[PROBLEM REQUIREMENTS] Please restate word for word only the lines that start at the one containing "use super::*;" and continue to the final line of the material.
►
//! Overload-chain normalization pass

use crate::error::{DiagnosticSink, ResolveError};
use ql_tree::Tree;

/// Normalizes every overload chain in the tree and reports duplicate
/// documentation.
///
/// The chain mechanics live in the node pool; this pass adds the
/// tree-level sweep from the root and turns each duplicate-signature pair
/// into a diagnostic naming the later function.
pub fn normalize_overloads(tree: &mut Tree, sink: &mut DiagnosticSink) {
    let root = tree.root();
    let duplicates = tree.pool_mut().normalize_overloads(root);
    for duplicate in duplicates {
        let location = tree
            .node(duplicate.node)
            .doc
            .as_ref()
            .and_then(|doc| doc.location)
            .or(tree.node(duplicate.node).declared_at);
        sink.push(ResolveError::DuplicateOverloadDoc {
            function: tree.qualified_name(duplicate.node),
            location,
        });
    }
}

#[cfg(test)]
mod tests {
    use super::*;
    use crate::testutil::{class, function, tree};

    #[test]
    fn test_duplicates_become_diagnostics() {
        let mut tree = tree();
        let root = tree.root();
        let widget = class(&mut tree, root, "Widget");
        function(&mut tree, widget, "show", &["bool"]);
        let repeat = function(&mut tree, widget, "show", &["bool"]);

        let mut sink = DiagnosticSink::new();
        normalize_overloads(&mut tree, &mut sink);

        assert_eq!(sink.len(), 1);
        assert!(tree.node(repeat).function().unwrap().duplicate);
    }
}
◄
[RESPONSE TO THIS TASK]
    use super::*;
    use crate::testutil::{class, function, tree};

    #[test]
    fn test_duplicates_become_diagnostics() {
        let mut tree = tree();
        let root = tree.root();
        let widget = class(&mut tree, root, "Widget");
        function(&mut tree, widget, "show", &["bool"]);
        let repeat = function(&mut tree, widget, "show", &["bool"]);

        let mut sink = DiagnosticSink::new();
        normalize_overloads(&mut tree, &mut sink);

        assert_eq!(sink.len(), 1);
        assert!(tree.node(repeat).function().unwrap().duplicate);
    }
}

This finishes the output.